Workforce Recruitment Program assists people with disabilities

Matthew Moore (right) receives inputs on a document from his supervisor, Stephanie Hilgeford, working capital fund chief, Sept. 17 at Air Force Materiel Command, Wright-Patterson Air Force Base. Moore is considered disabled with dyslexia and ADHD. He secured in internship earlier in the year through AFMC’s Workforce Recruitment Program, which has since lead to a permanent position at Wright-Patterson. (U.S. Air Force photos/Jim Varhegyi)
Caption
Matthew Moore (right) receives inputs on a document from his supervisor, Stephanie Hilgeford, working capital fund chief, Sept. 17 at Air Force Materiel Command, Wright-Patterson Air Force Base. Moore is considered disabled with dyslexia and ADHD. He secured in internship earlier in the year through AFMC’s Workforce Recruitment Program, which has since lead to a permanent position at Wright-Patterson. (U.S. Air Force photos/Jim Varhegyi)

The recent National Disability Employment Awareness Month offered an opportunity to highlight initiatives that are benefitting work centers across Wright-Patterson Air Force Base.

“NDEAM was a pivotal month for us to reflect on,” said Molly Fore, a human resources specialist with Air Force Materiel Command’s Personnel Program Branch. “Census data shows that one in five American adults have a disability. NDEAM allows us to bring awareness to not just their disabilities but their capabilities.”

NDEAM dates back to 1945 when Congress declared the first week in October “National Employ the Physically Handicapped Week.” It was meant to celebrate the contributions of workers with disabilities and to provide education about the value of having an inclusive workforce.

“People with disabilities often have many obstacles to overcome on a day-to-day basis, and they approach these problems with a unique and different perspective. We need this creative problem-solving trait in the Air Force so we can produce the best warfighting expertise, develop the cutting-edge technology, remain agile against our adversaries and maintain air superiority,” said Fore.

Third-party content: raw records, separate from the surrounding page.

//! Local Git repository operations via `git2`.
//!
//! Only what snapshot and rollback need: the current revision, whether the
//! working tree is dirty, and a hard reset plus clean of untracked files.

use std::path::{Path, PathBuf};

use git2::{IndexAddOption, Oid, Repository, ResetType, Signature, Status, StatusOptions};
use tracing::{debug, info, instrument, warn};

use crate::errors::GitError;

/// High-level Git client wrapping a `git2::Repository`.
pub struct GitClient {
    repo: Repository,
    repo_path: PathBuf,
}

impl GitClient {
    /// Open an existing Git repository at `repo_path`.
    pub fn new<P: AsRef<Path>>(repo_path: P) -> Result<Self, GitError> {
        let path = repo_path.as_ref();
        debug!(path = %path.display(), "opening git repository");
        let repo = Repository::open(path)
            .map_err(|_| GitError::RepositoryNotFound(path.display().to_string()))?;
        Ok(Self {
            repo,
            repo_path: path.to_path_buf(),
        })
    }

    /// SHA of HEAD, or `None` on an unborn branch.
    pub fn head_sha(&self) -> Result<Option<String>, GitError> {
        let head = match self.repo.head() {
            Ok(head) => head,
            Err(e)
                if matches!(
                    e.code(),
                    git2::ErrorCode::UnbornBranch | git2::ErrorCode::NotFound
                ) =>
            {
                return Ok(None)
            }
            Err(e) => return Err(e.into()),
        };
        let commit = head.peel_to_commit()?;
        Ok(Some(commit.id().to_string()))
    }

    /// Whether the working tree differs from HEAD, ignoring anything under
    /// `skip` (a top-level directory name such as the backup root).
    pub fn is_dirty(&self, skip: &str) -> Result<bool, GitError> {
        let mut opts = StatusOptions::new();
        opts.include_untracked(true)
            .recurse_untracked_dirs(true)
            .include_ignored(false);
        let statuses = self.repo.statuses(Some(&mut opts))?;
        let dirty = statuses.iter().any(|entry| {
            entry.status() != Status::CURRENT
                && !entry.path().map(|p| is_under(p, skip)).unwrap_or(false)
        });
        Ok(dirty)
    }

    /// Whether `sha` still names a commit in this repository.
    pub fn revision_exists(&self, sha: &str) -> bool {
        Oid::from_str(sha)
            .and_then(|oid| self.repo.find_commit(oid))
            .is_ok()
    }

    /// `git reset --hard <sha>`.
    #[instrument(skip(self))]
    pub fn hard_reset(&self, sha: &str) -> Result<(), GitError> {
        let oid = Oid::from_str(sha).map_err(|_| GitError::RefNotFound(sha.to_string()))?;
        let commit = self
            .repo
            .find_commit(oid)
            .map_err(|_| GitError::RefNotFound(sha.to_string()))?;
        self.repo.reset(commit.as_object(), ResetType::Hard, None)?;
        info!(sha, "hard reset complete");
        Ok(())
    }

    /// Delete untracked (non-ignored) files, leaving anything under `skip`
    /// alone. Returns the number of files removed.
    #[instrument(skip(self))]
    pub fn clean_untracked(&self, skip: &str) -> Result<usize, GitError> {
        let mut opts = StatusOptions::new();
        opts.include_untracked(true)
            .recurse_untracked_dirs(true)
            .include_ignored(false);
        let statuses = self.repo.statuses(Some(&mut opts))?;

        let untracked: Vec<String> = statuses
            .iter()
            .filter(|e| e.status().contains(Status::WT_NEW))
            .filter_map(|e| e.path().map(str::to_string))
            .filter(|p| !is_under(p, skip))
            .collect();

        let mut removed = 0;
        for rel in &untracked {
            let full = self.repo_path.join(rel);
            match std::fs::remove_file(&full) {
                Ok(()) => {
                    removed += 1;
                    prune_empty_parents(&self.repo_path, &full);
                }
                Err(e) => {
                    warn!(path = %full.display(), error = %e, "failed to remove untracked file")
                }
            }
        }
        info!(removed, "cleaned untracked files");
        Ok(removed)
    }

    /// Stage everything and commit on HEAD.
    pub fn commit_all(&self, message: &str, name: &str, email: &str) -> Result<String, GitError> {
        let mut index = self.repo.index()?;
        index.add_all(["*"].iter(), IndexAddOption::DEFAULT, None)?;
        index.write()?;
        let tree_oid = index.write_tree()?;
        let tree = self.repo.find_tree(tree_oid)?;
        let sig = Signature::now(name, email)?;
        let parent = match self.repo.head() {
            Ok(head) => Some(head.peel_to_commit()?),
            Err(_) => None,
        };
        let parents: Vec<&git2::Commit> = parent.iter().collect();
        let oid = self.repo.commit(Some("HEAD"), &sig, &sig, message, &tree, &parents)?;
        info!(sha = %oid, "created commit");
        Ok(oid.to_string())
    }
}

fn is_under(rel: &str, dir: &str) -> bool {
    !dir.is_empty() && (rel == dir || rel.starts_with(&format!("{}/", dir)))
}

fn prune_empty_parents(root: &Path, file: &Path) {
    let mut dir = file.parent();
    while let Some(d) = dir {
        if d == root || std::fs::remove_dir(d).is_err() {
            break;
        }
        dir = d.parent();
    }
}

#[cfg(test)]
mod tests {
    use super::*;

    fn init_repo() -> (tempfile::TempDir, GitClient) {
        let dir = tempfile::tempdir().unwrap();
        Repository::init(dir.path()).unwrap();
        let client = GitClient::new(dir.path()).unwrap();
        (dir, client)
    }

    #[test]
    fn test_unborn_head() {
        let (_dir, client) = init_repo();
        assert_eq!(client.head_sha().unwrap(), None);
    }

    #[test]
    fn test_dirty_and_reset() {
        let (dir, client) = init_repo();
        std::fs::write(dir.path().join("a.txt"), "one").unwrap();
        let sha = client.commit_all("init", "T", "t@t.com").unwrap();
        assert_eq!(client.head_sha().unwrap().as_deref(), Some(sha.as_str()));
        assert!(!client.is_dirty(".snapshot_backups").unwrap());

        std::fs::create_dir_all(dir.path().join(".snapshot_backups")).unwrap();
        std::fs::write(dir.path().join(".snapshot_backups/x.json"), "{}").unwrap();
        assert!(!client.is_dirty(".snapshot_backups").unwrap());

        std::fs::write(dir.path().join("a.txt"), "two").unwrap();
        std::fs::create_dir_all(dir.path().join("new/deep")).unwrap();
        std::fs::write(dir.path().join("new/deep/b.txt"), "b").unwrap();
        assert!(client.is_dirty(".snapshot_backups").unwrap());

        client.hard_reset(&sha).unwrap();
        assert_eq!(client.clean_untracked(".snapshot_backups").unwrap(), 1);
        assert_eq!(std::fs::read_to_string(dir.path().join("a.txt")).unwrap(), "one");
        assert!(!dir.path().join("new").exists());
        assert!(dir.path().join(".snapshot_backups/x.json").exists());
    }

    #[test]
    fn test_revision_exists() {
        let (dir, client) = init_repo();
        std::fs::write(dir.path().join("a.txt"), "one").unwrap();
        let sha = client.commit_all("init", "T", "t@t.com").unwrap();
        assert!(client.revision_exists(&sha));
        assert!(!client.revision_exists("0123456789abcdef0123456789abcdef01234567"));
        assert!(!client.revision_exists("not-a-sha"));
    }

    #[test]
    fn test_repo_not_found() {
        assert!(matches!(
            GitClient::new("/nonexistent"),
            Err(GitError::RepositoryNotFound(_))
        ));
    }
}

At Wright-Patterson, the Workforce Recruitment Program, led by Fore and her team, ensures the spirit of the NDEAM is met throughout the year.

Workforce Recruitment Program

The WRP for College Students with Disabilities was established in 1995 as a partnership between the U.S. Departments of Labor and Defense. It connects public and private-sector employers with postsecondary students and recent graduates who are eager to prove their talents and skills in the workplace through summer internships, which will potentially lead to permanent jobs.

An accountancy major at Wright State University, Matt Moore secured an internship position at Wright-Patterson through the WRP program.

“I have dyslexia and ADHD, which make reading, and learning in general, really hard for me,” said Moore. “I always knew that I was going to have to work harder than the next guy, just to perform as well as the next guy, and I’m OK with that.”

Moore was introduced to the WRP, and to Fore, through Wright State’s office of disability services.

“I actually met Matt last fall,” said Fore. “Once I talked to him I knew I had to find a good place for him.”

Fore was able to help Moore secure an internship at AFMC’s Financial Management Division’s Working Capital Fund. In September Moore was hired into a permanent position.

“Matt has a very strong will to learn,” said Stephanie Hilgeford, the Working Capital Fund’s chief. “What surprised me the most is how laser focused he is on his work, doing analysis and finding the root cause of a financial issue. That is unique from someone who is fresh off the street.”

Moore stressed to others in the disability pool to seek out opportunities such as the WRP program.

“I want people with disabilities to know that they have a resource out there,” said Moore. “There are people that want them to succeed, and that they can succeed.”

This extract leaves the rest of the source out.